Can you quote, word for word, every line from the first line of the records below through the line containing "pub async fn health_check(State(state): State<AppState>)", and nothing else?

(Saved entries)
┌────────

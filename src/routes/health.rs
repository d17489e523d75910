use axum::{extract::State, http::StatusCode, Json};
use serde_json::{json, Value};

use crate::AppState;

pub async fn health_check(State(state): State<AppState>) -> (StatusCode, Json<Value>) {
    match sqlx::query("SELECT 1").execute(&state.db).await {
        Ok(_) => (
            StatusCode::OK,
            Json(json!({ "status": "ok", "db": "connected" })),
        ),
        Err(e) => (
            StatusCode::SERVICE_UNAVAILABLE,
            Json(json!({ "status": "error", "db": e.to_string() })),
        ),
    }
}
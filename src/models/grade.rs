use chrono::{DateTime, Utc};
use serde::{Deserialize, Serialize};
use sqlx::FromRow;
use uuid::Uuid;

#[derive(Debug, Clone, Serialize, Deserialize, FromRow)]
pub struct GradeRecord {
    pub id: Uuid,
    pub student_id: Uuid,
    pub exam_name: String,
    pub subject: String,
    pub score: f64,
    pub recorded_by: Uuid,
    pub created_at: DateTime<Utc>,
}

#[derive(Debug, Deserialize)]
pub struct CreateGradeRequest {
    pub student_id: Uuid,
    pub exam_name: String,
    pub subject: String,
    pub score: f64,
}

#[derive(Debug, Deserialize)]
pub struct GradeListQuery {
    pub student_id: Option<Uuid>,
}
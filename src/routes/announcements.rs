use axum::{
    extract::{Path, State},
    http::StatusCode,
    Json,
};
use serde_json::{json, Value};
use uuid::Uuid;

use crate::{
    middleware::authz::Capability,
    models::{
        announcement::{
            Announcement, CreateAnnouncementRequest, UpdateAnnouncementRequest, TARGET_AUDIENCES,
        },
        auth::AuthenticatedUser,
        user::Role,
    },
    services::audit,
    AppState,
};

/// Audience restriction for the caller's role, expressed as the SQL WHERE
/// clause itself. The restriction must live in the query so a teacher-only
/// row never leaves the database for a parent request.
pub fn visibility_clause(role: Role) -> &'static str {
    match role {
        Role::Parent => "WHERE target_audience IN ('all', 'parent')",
        _ => "",
    }
}

/// GET /announcements — pinned first, then newest first.
pub async fn list_announcements(
    State(state): State<AppState>,
    user: AuthenticatedUser,
) -> Result<Json<Value>, (StatusCode, Json<Value>)> {
    user.require(Capability::ViewAnnouncements)?;

    let announcements = sqlx::query_as::<_, Announcement>(&format!(
        "SELECT * FROM announcements {} ORDER BY is_pinned DESC, created_at DESC",
        visibility_clause(user.role)
    ))
    .fetch_all(&state.db)
    .await
    .map_err(|e| {
        (
            StatusCode::INTERNAL_SERVER_ERROR,
            Json(json!({ "error": e.to_string() })),
        )
    })?;

    Ok(Json(serde_json::to_value(announcements).unwrap()))
}

/// POST /announcements — staff only.
pub async fn create_announcement(
    State(state): State<AppState>,
    user: AuthenticatedUser,
    Json(body): Json<CreateAnnouncementRequest>,
) -> Result<(StatusCode, Json<Value>), (StatusCode, Json<Value>)> {
    user.require(Capability::ManageAnnouncements)?;

    let audience = body.target_audience.as_deref().unwrap_or("all");
    if !TARGET_AUDIENCES.contains(&audience) {
        return Err((
            StatusCode::BAD_REQUEST,
            Json(json!({ "error": format!("Invalid target audience: {audience}") })),
        ));
    }
    if body.title.trim().is_empty() {
        return Err((
            StatusCode::BAD_REQUEST,
            Json(json!({ "error": "Title is required" })),
        ));
    }

    let announcement = sqlx::query_as::<_, Announcement>(
        "INSERT INTO announcements (title, content, target_audience, is_pinned, author_id)
         VALUES ($1, $2, $3, $4, $5)
         RETURNING *",
    )
    .bind(body.title.trim())
    .bind(&body.content)
    .bind(audience)
    .bind(body.is_pinned)
    .bind(user.user_id)
    .fetch_one(&state.db)
    .await
    .map_err(|e| {
        (
            StatusCode::INTERNAL_SERVER_ERROR,
            Json(json!({ "error": e.to_string() })),
        )
    })?;

    Ok((
        StatusCode::CREATED,
        Json(serde_json::to_value(announcement).unwrap()),
    ))
}

/// PUT /announcements/{id}
pub async fn update_announcement(
    State(state): State<AppState>,
    user: AuthenticatedUser,
    Path(id): Path<Uuid>,
    Json(body): Json<UpdateAnnouncementRequest>,
) -> Result<Json<Value>, (StatusCode, Json<Value>)> {
    user.require(Capability::ManageAnnouncements)?;

    if let Some(audience) = &body.target_audience {
        if !TARGET_AUDIENCES.contains(&audience.as_str()) {
            return Err((
                StatusCode::BAD_REQUEST,
                Json(json!({ "error": format!("Invalid target audience: {audience}") })),
            ));
        }
    }

    let announcement = sqlx::query_as::<_, Announcement>(
        "UPDATE announcements SET
             title           = COALESCE($2, title),
             content         = COALESCE($3, content),
             target_audience = COALESCE($4, target_audience),
             is_pinned       = COALESCE($5, is_pinned),
             updated_at      = NOW()
         WHERE id = $1
         RETURNING *",
    )
    .bind(id)
    .bind(&body.title)
    .bind(&body.content)
    .bind(&body.target_audience)
    .bind(body.is_pinned)
    .fetch_optional(&state.db)
    .await
    .map_err(|e| {
        (
            StatusCode::INTERNAL_SERVER_ERROR,
            Json(json!({ "error": e.to_string() })),
        )
    })?
    .ok_or((
        StatusCode::NOT_FOUND,
        Json(json!({ "error": "Announcement not found" })),
    ))?;

    Ok(Json(serde_json::to_value(announcement).unwrap()))
}

/// DELETE /announcements/{id}
pub async fn delete_announcement(
    State(state): State<AppState>,
    user: AuthenticatedUser,
    Path(id): Path<Uuid>,
) -> Result<Json<Value>, (StatusCode, Json<Value>)> {
    user.require(Capability::ManageAnnouncements)?;

    let title: Option<String> =
        sqlx::query_scalar("DELETE FROM announcements WHERE id = $1 RETURNING title")
            .bind(id)
            .fetch_optional(&state.db)
            .await
            .map_err(|e| {
                (
                    StatusCode::INTERNAL_SERVER_ERROR,
                    Json(json!({ "error": e.to_string() })),
                )
            })?;

    let title = title.ok_or((
        StatusCode::NOT_FOUND,
        Json(json!({ "error": "Announcement not found" })),
    ))?;

    audit::record(
        state.db.clone(),
        user.user_id,
        "DELETE_ANNOUNCEMENT",
        format!("title={title}"),
    );

    Ok(Json(json!({ "ok": true })))
}

#[cfg(test)]
mod tests {
    use super::*;

    #[test]
    fn parent_queries_exclude_teacher_rows_in_sql() {
        let clause = visibility_clause(Role::Parent);
        assert!(clause.contains("'all'") && clause.contains("'parent'"));
        assert!(!clause.contains("'teacher'"));
    }

    #[test]
    fn staff_queries_are_unrestricted() {
        assert_eq!(visibility_clause(Role::Teacher), "");
        assert_eq!(visibility_clause(Role::Manager), "");
        assert_eq!(visibility_clause(Role::Director), "");
    }
}
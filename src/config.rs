use std::env;

#[derive(Debug, Clone)]
pub struct Config {
    pub database_url: String,
    pub redis_url: String,
    pub jwt_secret: String,
    pub jwt_refresh_secret: String,
    pub jwt_expiry_seconds: u64,
    pub jwt_refresh_expiry_days: u64,
    pub media_dir: String,
    pub host: String,
    pub port: u16,
    pub app_base_url: String,
}

impl Config {
    pub fn from_env() -> anyhow::Result<Self> {
        Ok(Self {
            database_url: required("DATABASE_URL")?,
            redis_url: env::var("REDIS_URL").unwrap_or_else(|_| "redis://127.0.0.1:6379".into()),
            jwt_secret: required("JWT_SECRET")?,
            jwt_refresh_secret: required("JWT_REFRESH_SECRET")?,
            jwt_expiry_seconds: env::var("JWT_EXPIRY_SECONDS")
                .unwrap_or_else(|_| "900".into())
                .parse()?,
            jwt_refresh_expiry_days: env::var("JWT_REFRESH_EXPIRY_DAYS")
                .unwrap_or_else(|_| "30".into())
                .parse()?,
            media_dir: env::var("MEDIA_DIR").unwrap_or_else(|_| "/data/media".into()),
            host: env::var("HOST").unwrap_or_else(|_| "0.0.0.0".into()),
            port: env::var("PORT")
                .unwrap_or_else(|_| "8080".into())
                .parse()?,
            app_base_url: env::var("APP_BASE_URL")
                .unwrap_or_else(|_| "http://localhost".into()),
        })
    }
}

fn required(key: &str) -> anyhow::Result<String> {
    env::var(key).map_err(|_| anyhow::anyhow!("Missing required env var: {}", key))
}
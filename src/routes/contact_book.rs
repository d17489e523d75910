use axum::{
    extract::{Multipart, Path, Query, State},
    http::StatusCode,
    Json,
};
use serde_json::{json, Value};
use uuid::Uuid;

use crate::{
    middleware::authz::Capability,
    models::{
        auth::AuthenticatedUser,
        contact_book::{BulkApplyRequest, ContactBookDateQuery, SaveContactBookRequest},
    },
    services::{
        contact_book::{ContactBookService, SignOutcome},
        photos::PhotoService,
        students::StudentService,
    },
    AppState,
};

/// GET /contact-book?date=YYYY-MM-DD — one form-state record per visible
/// student; unset days come back with the defaults.
pub async fn load_for_date(
    State(state): State<AppState>,
    user: AuthenticatedUser,
    Query(params): Query<ContactBookDateQuery>,
) -> Result<Json<Value>, (StatusCode, Json<Value>)> {
    user.require(Capability::ViewContactBook)?;
    ContactBookService::load_for_date(&state.db, &user, params.date)
        .await
        .map(|states| Json(serde_json::to_value(states).unwrap()))
        .map_err(|e| {
            (
                StatusCode::INTERNAL_SERVER_ERROR,
                Json(json!({ "error": e.to_string() })),
            )
        })
}

/// PUT /contact-book — staff upsert for one (student, date).
pub async fn save_entry(
    State(state): State<AppState>,
    user: AuthenticatedUser,
    Json(body): Json<SaveContactBookRequest>,
) -> Result<Json<Value>, (StatusCode, Json<Value>)> {
    user.require(Capability::WriteContactBook)?;
    ContactBookService::save(&state.db, &user, &body)
        .await
        .map(|entry| Json(serde_json::to_value(entry).unwrap()))
        .map_err(|e| {
            (
                StatusCode::BAD_REQUEST,
                Json(json!({ "error": e.to_string() })),
            )
        })
}

/// POST /contact-book/{student_id}/sign?date= — parent signature, one-shot.
pub async fn sign_entry(
    State(state): State<AppState>,
    user: AuthenticatedUser,
    Path(student_id): Path<Uuid>,
    Query(params): Query<ContactBookDateQuery>,
) -> Result<Json<Value>, (StatusCode, Json<Value>)> {
    user.require(Capability::SignContactBook)?;

    // Parents may only sign for their own children.
    let linked = StudentService::is_parent_of(&state.db, student_id, user.user_id)
        .await
        .map_err(|e| {
            (
                StatusCode::INTERNAL_SERVER_ERROR,
                Json(json!({ "error": e.to_string() })),
            )
        })?;
    if !linked {
        return Err((
            StatusCode::FORBIDDEN,
            Json(json!({ "error": "Access denied" })),
        ));
    }

    match ContactBookService::sign(&state.db, &user, student_id, params.date)
        .await
        .map_err(|e| {
            (
                StatusCode::INTERNAL_SERVER_ERROR,
                Json(json!({ "error": e.to_string() })),
            )
        })? {
        SignOutcome::Signed(entry) => Ok(Json(serde_json::to_value(entry).unwrap())),
        SignOutcome::AlreadySigned => Err((
            StatusCode::CONFLICT,
            Json(json!({ "error": "Entry is already signed" })),
        )),
        SignOutcome::NotFound => Err((
            StatusCode::NOT_FOUND,
            Json(json!({ "error": "No contact book entry for that date" })),
        )),
    }
}

/// POST /contact-book/bulk-apply — class-wide homework/announcement write.
pub async fn bulk_apply(
    State(state): State<AppState>,
    user: AuthenticatedUser,
    Json(body): Json<BulkApplyRequest>,
) -> Result<Json<Value>, (StatusCode, Json<Value>)> {
    user.require(Capability::WriteContactBook)?;
    ContactBookService::bulk_apply(&state.db, &user, &body)
        .await
        .map(|count| Json(json!({ "students_updated": count })))
        .map_err(|e| {
            (
                StatusCode::BAD_REQUEST,
                Json(json!({ "error": e.to_string() })),
            )
        })
}

/// POST /contact-book/{student_id}/photos?date= — multipart image batch,
/// all-or-nothing.
pub async fn upload_photos(
    State(state): State<AppState>,
    user: AuthenticatedUser,
    Path(student_id): Path<Uuid>,
    Query(params): Query<ContactBookDateQuery>,
    multipart: Multipart,
) -> Result<(StatusCode, Json<Value>), (StatusCode, Json<Value>)> {
    user.require(Capability::WriteContactBook)?;
    PhotoService::upload_contact_book_photos(
        &state.db,
        &state.config.media_dir,
        student_id,
        params.date,
        user.user_id,
        multipart,
    )
    .await
    .map(|entry| (StatusCode::CREATED, Json(serde_json::to_value(entry).unwrap())))
    .map_err(|e| {
        (
            StatusCode::BAD_REQUEST,
            Json(json!({ "error": e.to_string() })),
        )
    })
}
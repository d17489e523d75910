use axum::{
    extract::{Query, State},
    http::StatusCode,
    Json,
};
use chrono::{DateTime, Utc};
use serde::{Deserialize, Serialize};
use serde_json::{json, Value};
use uuid::Uuid;

use crate::{models::auth::AuthenticatedUser, AppState};

#[derive(Deserialize)]
pub struct AuditQuery {
    pub page: Option<i64>,
    pub limit: Option<i64>,
    pub action: Option<String>,
}

#[derive(Serialize, sqlx::FromRow)]
pub struct AuditLogRow {
    pub id: Uuid,
    pub user_id: Option<Uuid>,
    pub user_name: Option<String>,
    pub action: String,
    pub details: Option<String>,
    pub created_at: DateTime<Utc>,
}

/// GET /audit-log — gated on the super-admin flag, not the role.
pub async fn list_audit_log(
    State(state): State<AppState>,
    user: AuthenticatedUser,
    Query(params): Query<AuditQuery>,
) -> Result<Json<Value>, (StatusCode, Json<Value>)> {
    user.require_super_admin()?;

    let limit = params.limit.unwrap_or(50).min(200);
    let page = params.page.unwrap_or(1).max(1);
    let offset = (page - 1) * limit;

    let entries: Vec<AuditLogRow> = if let Some(action_filter) = &params.action {
        sqlx::query_as(
            "SELECT id, user_id, user_name, action, details, created_at
             FROM audit_log
             WHERE action LIKE $1
             ORDER BY created_at DESC
             LIMIT $2 OFFSET $3",
        )
        .bind(format!("{action_filter}%"))
        .bind(limit)
        .bind(offset)
        .fetch_all(&state.db)
        .await
    } else {
        sqlx::query_as(
            "SELECT id, user_id, user_name, action, details, created_at
             FROM audit_log
             ORDER BY created_at DESC
             LIMIT $1 OFFSET $2",
        )
        .bind(limit)
        .bind(offset)
        .fetch_all(&state.db)
        .await
    }
    .map_err(|e| {
        (
            StatusCode::INTERNAL_SERVER_ERROR,
            Json(json!({ "error": e.to_string() })),
        )
    })?;

    Ok(Json(json!({ "page": page, "entries": entries })))
}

└────────

SOLUTION TO THE EXERCISE:
filename src/routes/health.rs
repository d17489e523d75910
use axum::{extract::State, http::StatusCode, Json};
use serde_json::{json, Value};

use crate::AppState;

pub async fn health_check(State(state): State<AppState>) -> (StatusCode, Json<Value>) {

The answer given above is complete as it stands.